Gavin Long, a former Marine who served in Iraq, went on a rampage Sunday in Baton Rouge, ambushing officers with a semi-automatic rifle. He was spotted walking down a highway with an AR-15-style rifle. The shooting began when police stopped to investigate.
Long praised Johnson on social media, calling him “one of us.”
Dallas police chief David Brown told CNN open carry “doesn’t make sense” but police must abide by Texas law.
While the sight of someone openly carrying a gun in public often scares people who then call police, courts have determined that it doesn’t violate laws against inducing panic. So police don’t have probable cause to stop the person carrying the gun.
Like Brown, Amherst, Oberlin, and Wellington police chiefs said they’re obligated to follow the law but said open carry makes their officers’ job harder.
Amherst police chief Joe Kucirek, whose department has three officers on extra convention duty, said most people openly carrying guns just want to make a point about gun rights, but some seek to provoke police. He said residents would expect police to stop someone carrying a rifle near a school, but officers could be sued for violating the person’s constitutional rights.
“That’s how crazy sometimes it gets when people push the envelope and play games to try and cause a little bit of a disturbance (but) they are within their right to do so,” he said. “It’s dangerous.”
Wellington police chief Tim Barfield said a person planning a mass shooting would be unlikely to openly carry beforehand and he strongly supports the Second Amendment.
However, Barfield agreed with Kucirek. “I personally don’t see the rationale for flaunting your right like that,” he said.

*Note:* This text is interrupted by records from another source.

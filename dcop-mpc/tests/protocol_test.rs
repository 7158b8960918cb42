use dcop_mpc::engine::{Engine, Outcome};
use dcop_mpc::errors::DcopMpcError;
use dcop_mpc::field::Field;
use dcop_mpc::messages::Outbound;
use dcop_mpc::problem::{Candidate, Mode, PrivateConstraints, ProblemView, ProtocolConfig, VariableInfo};

use std::collections::{BTreeMap, VecDeque};

use rand::{Rng, SeedableRng};
use rand::rngs::StdRng;

struct Closure<F: Fn(&Candidate) -> u64>(F);

impl<F: Fn(&Candidate) -> u64> PrivateConstraints for Closure<F> {
    fn evaluate(&self, candidate: &Candidate) -> u64 {
        (self.0)(candidate)
    }
}

fn config(mode: Mode) -> ProtocolConfig {
    ProtocolConfig {
        field_modulus: 97,
        key_bits: 128,
        key_certainty: 20,
        mode,
    }
}

/// Drives a fleet of engines over an in-memory FIFO loop until every agent
/// terminates. The loop stands in for the reliable, per-sender-ordered
/// delivery substrate; the iteration cap stands in for the harness
/// deadline.
fn pump(engines: &mut BTreeMap<String, Engine>) -> Result<(), DcopMpcError> {
    let _ = env_logger::builder().is_test(true).try_init();
    let mut queue: VecDeque<Outbound> = VecDeque::new();
    for engine in engines.values_mut() {
        queue.extend(engine.start()?);
    }
    let mut delivered = 0usize;
    while let Some(outbound) = queue.pop_front() {
        delivered += 1;
        assert!(delivered < 200_000, "run exceeded the delivery budget");
        let engine = engines
            .get_mut(&outbound.to)
            .expect("message addressed to a known agent");
        queue.extend(engine.handle(outbound.message)?);
    }
    assert!(engines.values().all(|e| e.is_done()));
    Ok(())
}

#[allow(clippy::type_complexity)]
fn run(
    problem: &ProblemView,
    mode: Mode,
    measures: Vec<(&str, Box<dyn Fn(&Candidate) -> u64>)>,
    seed: u64,
) -> Result<BTreeMap<String, Outcome>, DcopMpcError> {
    let mut engines = BTreeMap::new();
    for (i, (agent, measure)) in measures.into_iter().enumerate() {
        let engine = Engine::try_with(
            problem.clone(),
            config(mode),
            agent,
            &Closure(measure),
            StdRng::seed_from_u64(seed + i as u64),
        )?;
        engines.insert(agent.to_string(), engine);
    }
    pump(&mut engines)?;
    Ok(engines
        .into_iter()
        .map(|(name, engine)| {
            let outcome = engine.outcome().expect("terminated run has an outcome");
            (name, outcome.clone())
        })
        .collect())
}

fn one_variable_problem(agents: &[&str], domain_size: usize) -> ProblemView {
    ProblemView::try_with(
        agents.iter().map(|a| a.to_string()).collect(),
        vec![VariableInfo {
            name: "x".into(),
            owner: agents[0].to_string(),
            domain_size,
        }],
        (0..domain_size)
            .map(|v| Candidate { values: vec![v] })
            .collect(),
    )
    .expect("well-formed problem")
}

#[test]
fn plain_two_agents_with_private_veto() -> Result<(), DcopMpcError> {
    // Public constraint allows x in {0, 1}; alice privately forbids x = 1.
    // The run must output x = 0 to alice, and only completion to bob.
    let problem = one_variable_problem(&["alice", "bob"], 2);
    let outcomes = run(
        &problem,
        Mode::Plain,
        vec![
            ("alice", Box::new(|c: &Candidate| (c.values[0] == 1) as u64)),
            ("bob", Box::new(|_: &Candidate| 0)),
        ],
        10,
    )?;
    assert_eq!(
        outcomes["alice"],
        Outcome::Solved(BTreeMap::from([("x".to_string(), 0)]))
    );
    assert_eq!(outcomes["bob"], Outcome::Solved(BTreeMap::new()));
    Ok(())
}

#[test]
fn plain_contradiction_terminates_infeasible() -> Result<(), DcopMpcError> {
    // Contradictory private unary constraints on the sole variable.
    let problem = one_variable_problem(&["alice", "bob"], 2);
    let outcomes = run(
        &problem,
        Mode::Plain,
        vec![
            ("alice", Box::new(|c: &Candidate| (c.values[0] == 1) as u64)),
            ("bob", Box::new(|c: &Candidate| (c.values[0] == 0) as u64)),
        ],
        11,
    )?;
    assert_eq!(outcomes["alice"], Outcome::Infeasible);
    assert_eq!(outcomes["bob"], Outcome::Infeasible);
    Ok(())
}

#[test]
fn plain_pick_lands_in_the_feasible_set() -> Result<(), DcopMpcError> {
    // Domain {0, 1, 2}, value 1 privately vetoed: the winner must be one
    // of the surviving candidates, whichever the secret shuffle favours.
    let problem = one_variable_problem(&["alice", "bob", "carol"], 3);
    let outcomes = run(
        &problem,
        Mode::Plain,
        vec![
            ("alice", Box::new(|_: &Candidate| 0)),
            ("bob", Box::new(|c: &Candidate| (c.values[0] == 1) as u64)),
            ("carol", Box::new(|_: &Candidate| 0)),
        ],
        12,
    )?;
    let Outcome::Solved(assignment) = &outcomes["alice"] else {
        panic!("expected a solution");
    };
    assert!(matches!(assignment["x"], 0 | 2));
    for agent in ["bob", "carol"] {
        assert_eq!(outcomes[agent], Outcome::Solved(BTreeMap::new()));
    }
    Ok(())
}

#[test]
fn plain_two_owners_agree_on_one_candidate() -> Result<(), DcopMpcError> {
    // Two variables with different owners; private constraints leave a
    // single publicly enumerated candidate standing.
    let problem = ProblemView::try_with(
        vec!["alice".into(), "bob".into()],
        vec![
            VariableInfo {
                name: "x".into(),
                owner: "alice".into(),
                domain_size: 2,
            },
            VariableInfo {
                name: "y".into(),
                owner: "bob".into(),
                domain_size: 2,
            },
        ],
        vec![
            Candidate { values: vec![0, 0] },
            Candidate { values: vec![0, 1] },
            Candidate { values: vec![1, 0] },
        ],
    )?;
    let outcomes = run(
        &problem,
        Mode::Plain,
        vec![
            (
                "alice",
                Box::new(|c: &Candidate| (c.values == [0, 0]) as u64),
            ),
            (
                "bob",
                Box::new(|c: &Candidate| (c.values == [0, 1]) as u64),
            ),
        ],
        13,
    )?;
    assert_eq!(
        outcomes["alice"],
        Outcome::Solved(BTreeMap::from([("x".to_string(), 1)]))
    );
    assert_eq!(
        outcomes["bob"],
        Outcome::Solved(BTreeMap::from([("y".to_string(), 0)]))
    );
    Ok(())
}

#[test]
fn weighted_picks_the_cheapest_candidate() -> Result<(), DcopMpcError> {
    // Totals are [1, 0]; the target-cost sweep must stop at cost 0 with
    // x = 1.
    let problem = one_variable_problem(&["alice", "bob"], 2);
    let mode = Mode::Weighted {
        infinite_cost: 2,
        max_total_cost: 4,
    };
    let outcomes = run(
        &problem,
        mode,
        vec![
            ("alice", Box::new(|c: &Candidate| (c.values[0] == 0) as u64)),
            ("bob", Box::new(|_: &Candidate| 0)),
        ],
        14,
    )?;
    assert_eq!(
        outcomes["alice"],
        Outcome::Solved(BTreeMap::from([("x".to_string(), 1)]))
    );
    Ok(())
}

#[test]
fn weighted_prefers_low_cost_over_low_index() -> Result<(), DcopMpcError> {
    // Candidate 0 costs 2, candidate 2 costs 1, candidate 1 costs 3: the
    // sweep must settle on x = 2, not the first or the forbidden one.
    let problem = one_variable_problem(&["alice", "bob"], 3);
    let mode = Mode::Weighted {
        infinite_cost: 4,
        max_total_cost: 8,
    };
    let outcomes = run(
        &problem,
        mode,
        vec![
            (
                "alice",
                Box::new(|c: &Candidate| [1u64, 2, 0][c.values[0]]),
            ),
            (
                "bob",
                Box::new(|c: &Candidate| [1u64, 1, 1][c.values[0]]),
            ),
        ],
        15,
    )?;
    assert_eq!(
        outcomes["alice"],
        Outcome::Solved(BTreeMap::from([("x".to_string(), 2)]))
    );
    Ok(())
}

#[test]
fn weighted_exhausts_every_cost_before_giving_up() -> Result<(), DcopMpcError> {
    // Contradictory unary constraints, both capped at the infinite cost:
    // every total lands above the search ceiling, so the sweep walks
    // target costs 0, 1, 2, 3 and then reports infeasibility.
    let problem = one_variable_problem(&["alice", "bob"], 2);
    let mode = Mode::Weighted {
        infinite_cost: 4,
        max_total_cost: 3,
    };
    let outcomes = run(
        &problem,
        mode,
        vec![
            (
                "alice",
                Box::new(|c: &Candidate| if c.values[0] == 1 { 9 } else { 0 }),
            ),
            (
                "bob",
                Box::new(|c: &Candidate| if c.values[0] == 0 { 9 } else { 0 }),
            ),
        ],
        16,
    )?;
    assert_eq!(outcomes["alice"], Outcome::Infeasible);
    assert_eq!(outcomes["bob"], Outcome::Infeasible);
    Ok(())
}

#[test]
fn cost_indicator_is_nonzero_only_at_the_target_cost() -> Result<(), DcopMpcError> {
    // The weighted selector's Lagrange indicator, evaluated in the clear:
    // p_i = Π_{k≠c}(C_i − k) · inv(Π_{k≠c}(c − k)) must be 1 exactly where
    // C_i = c and 0 at every other cost inside the ceiling.
    let field = Field::try_with(97)?;
    let max_cost = 6u64;
    let costs: Vec<i64> = vec![0, 1, 3, 6, 3, 2];

    for c in 0..=max_cost {
        let mut denominator = 1i64;
        for k in 0..=max_cost {
            if k != c {
                denominator = field.mul(denominator, field.sub(c as i64, k as i64));
            }
        }
        let norm = field.inv(denominator)?;

        for &cost in &costs {
            let mut numerator = 1i64;
            for k in 0..=max_cost {
                if k != c {
                    numerator = field.mul(numerator, field.sub(cost, k as i64));
                }
            }
            let indicator = field.mul(numerator, norm);
            assert_eq!(indicator, i64::from(cost == c as i64));
        }
    }
    Ok(())
}

#[test]
fn first_feasible_recurrence_matches_reference() -> Result<(), DcopMpcError> {
    // The selection circuit computes h[0] = 1, h[i] = h[i-1]·(1 - S[i-1]),
    // S[i] = S[i]·h[i]. Checked in the clear against the obvious
    // first-feasible reference for every length 1..=20.
    let field = Field::try_with(97)?;
    let mut rng = StdRng::seed_from_u64(99);

    for len in 1..=20usize {
        for _ in 0..8 {
            let pattern: Vec<i64> = (0..len).map(|_| rng.random_range(0..2)).collect();

            let mut s = pattern.clone();
            let mut h = 1i64;
            for i in 1..len {
                h = field.mul(h, field.sub(1, s[i - 1]));
                s[i] = field.mul(s[i], h);
            }

            let first = pattern.iter().position(|&f| f == 1);
            let expected: Vec<i64> = (0..len)
                .map(|i| i64::from(Some(i) == first))
                .collect();
            assert_eq!(s, expected, "pattern {:?}", pattern);
        }
    }
    Ok(())
}
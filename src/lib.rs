/*!
# Report Portal

Report-result viewer and Excel exporter for a multi-tenant reporting portal, built in Rust.

## Overview

The reporting backend describes a report as a sparse list of cells: each cell
has a zero-based anchor (`row`, `col`), optional `rowspan`/`colspan`, a value
and `0xAARRGGBB` colors. This crate turns that description into a dense,
conflict-free grid, renders it as a merged-cell HTML table and exports the same
grid to a styled `.xlsx` workbook.

## Architecture

### Core
- **Payload normalisation** - accepts a single cell, a flat list or a list of
  rows for each of the `records`, `headers` and `footer` groups
- **Grid Reconciler** - builds the dense grid; records are placed before
  headers and footers so a miscalculated header span can never swallow data
- **Color conversion** - backend ARGB to CSS and back to workbook ARGB
- **Spreadsheet Exporter** - title and date rows, merges, fills, fonts,
  borders, column widths; rejected merges are reported as warnings

### Web Layer (feature `web`)
- **Technologies**: Rust, axum, handlebars
- Report views are kept in memory per opened report and rebuilt from the
  request payload; nothing is persisted. Only the most recently used views
  are kept (`REPORT_PORTAL_MAX_REPORTS`)
- Reports can also be generated server-side: the report's `endPoint` is
  called with the chosen period and tenant through `reqwest`

## Modules

- **cell**: descriptor and resolved grid cell types
- **payload**: backend envelope and cell group flattening
- **grid**: grid reconciliation
- **color**: color and font style conversion
- **render**: HTML table view model and result page
- **export**: workbook plan, xlsx writer, export guard
- **daterange**: report periods and quick ranges
- **report**: an opened report result
- **config**: server configuration
- **backend**: report generation against the reporting backend
- **app**: routes and handlers

## REST API Endpoints

- `POST /api/reports` - Opens a report result from the backend response
- `POST /api/reports/generate` - Fetches a report from the backend and opens it
- `DELETE /api/reports/{id}` - Closes a report result
- `GET /reports/{id}` - Result page
- `GET /api/reports/{id}/grid` - Dense grid as JSON
- `GET /api/reports/{id}/export` - Excel download
- `GET /api/date-range` - Quick or custom report period
*/

#[cfg(feature = "web")]
pub mod app;
#[cfg(feature = "web")]
pub mod backend;
pub mod cell;
pub mod color;
pub mod config;
pub mod daterange;
pub mod error;
pub mod export;
pub mod grid;
pub mod payload;
pub mod render;
pub mod report;

/// Re-export everything from these modules to make it easier to use
pub use cell::*;
pub use color::*;
pub use daterange::*;
pub use error::*;
pub use export::*;
pub use grid::*;
pub use payload::*;
pub use render::*;
pub use report::*;
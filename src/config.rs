use std::env;

use crate::error::ConfigError;

pub const HOST_VAR: &str = "REPORT_PORTAL_HOST";
pub const PORT_VAR: &str = "REPORT_PORTAL_PORT";
pub const MAX_REPORTS_VAR: &str = "REPORT_PORTAL_MAX_REPORTS";
pub const API_URL_VAR: &str = "REPORT_PORTAL_API_URL";

/// Where the web server listens and what it talks to.
#[derive(Clone, Debug, PartialEq)]
pub struct Config {
    pub host: String,
    pub port: u16,
    /// Opened report views kept in memory; the least recently used one is
    /// dropped beyond this.
    pub max_reports: usize,
    /// Prefix for report endpoints that are not absolute URLs.
    pub api_base_url: String,
}

impl Default for Config {
    fn default() -> Self {
        Config {
            host: "127.0.0.1".to_string(),
            port: 3000,
            max_reports: 64,
            api_base_url: String::new(),
        }
    }
}

impl Config {
    /// Reads `REPORT_PORTAL_HOST` / `REPORT_PORTAL_PORT`, falling back to
    /// `127.0.0.1:3000`, plus `REPORT_PORTAL_MAX_REPORTS` and
    /// `REPORT_PORTAL_API_URL`.
    pub fn from_env() -> Result<Self, ConfigError> {
        let mut config = Config::default();
        if let Ok(host) = env::var(HOST_VAR) {
            config.host = host;
        }
        if let Ok(port) = env::var(PORT_VAR) {
            config.port = parse_port(&port)?;
        }
        if let Ok(max) = env::var(MAX_REPORTS_VAR) {
            config.max_reports = parse_max_reports(&max)?;
        }
        if let Ok(url) = env::var(API_URL_VAR) {
            config.api_base_url = url.trim_end_matches('/').to_string();
        }
        Ok(config)
    }

    /// Positional `[host] [port]` arguments override the environment.
    pub fn with_args(mut self, args: &[String]) -> Result<Self, ConfigError> {
        if let Some(host) = args.first() {
            self.host = host.clone();
        }
        if let Some(port) = args.get(1) {
            self.port = parse_port(port)?;
        }
        Ok(self)
    }

    pub fn bind_addr(&self) -> String {
        format!("{}:{}", self.host, self.port)
    }
}

fn parse_port(s: &str) -> Result<u16, ConfigError> {
    s.trim().parse().map_err(|_| ConfigError::Port(s.to_string()))
}

fn parse_max_reports(s: &str) -> Result<usize, ConfigError> {
    match s.trim().parse() {
        Ok(n) if n > 0 => Ok(n),
        _ => Err(ConfigError::MaxReports(s.to_string())),
    }
}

Brett Pucillo, president of Ohio Carry, said his group alerts police before open carry demonstrations and isn’t trying to provoke officers or intimidate residents.
Pucillo, whose group formed in 2012 and has about 200 members, took part in a 2013 demonstration in Oberlin along with Ohioans for Concealed Carry. He said open carry increases about personal protection.
Pucillo, who has a concealed carry permit, said he usually carries a pistol concealed but criminals are less likely to target people openly carrying guns. He said his group was formed to encourage open carry of guns and more people are doing so.
Concealed carry permit holders in Ohio must undergo criminal background checks. They must also pass a daylong course that includes firing a pistol — it is illegal to carry concealed rifles or shotguns in Ohio — and learning self-defense laws.
But no criminal background check or training is required to openly carry guns in Ohio.
Pucillo said his group encourages people to get training but doesn’t believe it should be mandated by law. He said openly carrying guns is more likely to cause confusion and fear than concealed carry but, “I would prefer dangerous freedom over perceived security any day.”
Despite its potential dangers, Barfield and Kucirek oppose abolishing open carry. Oberlin police chief Juan Torres supports elimination.
Torres said he respects the Second Amendment, but would prefer Ohio only allow concealed carry.
“Imagine if everybody were walking down the street with open carry,” he said. “It’s like we’re back in the wild, wild, West.”
However, open carry is unlikely to be overturned in the Republican-majority legislature, which strongly favors gun rights. State Rep. Dan Ramos (D-Lorain) said reform is being blocked by the National Rifle Association and Buckeye Firearms Association, which strongly influence state Republicans.
In 2013, the Oberlin city council was forced to eliminate an ordinance forbidding carrying guns in city parks because it didn’t comply with Ohio law. Ramos, whose district includes Oberlin, said communities should be able to restrict open carry because it’s more dangerous in highly populated areas than rural ones.
“People get nervous when they see someone with a firearm without a badge,” he said.
With the Oberlin gun issue in court, Amherst city council also scrambled to revise its laws against firearms in public parks.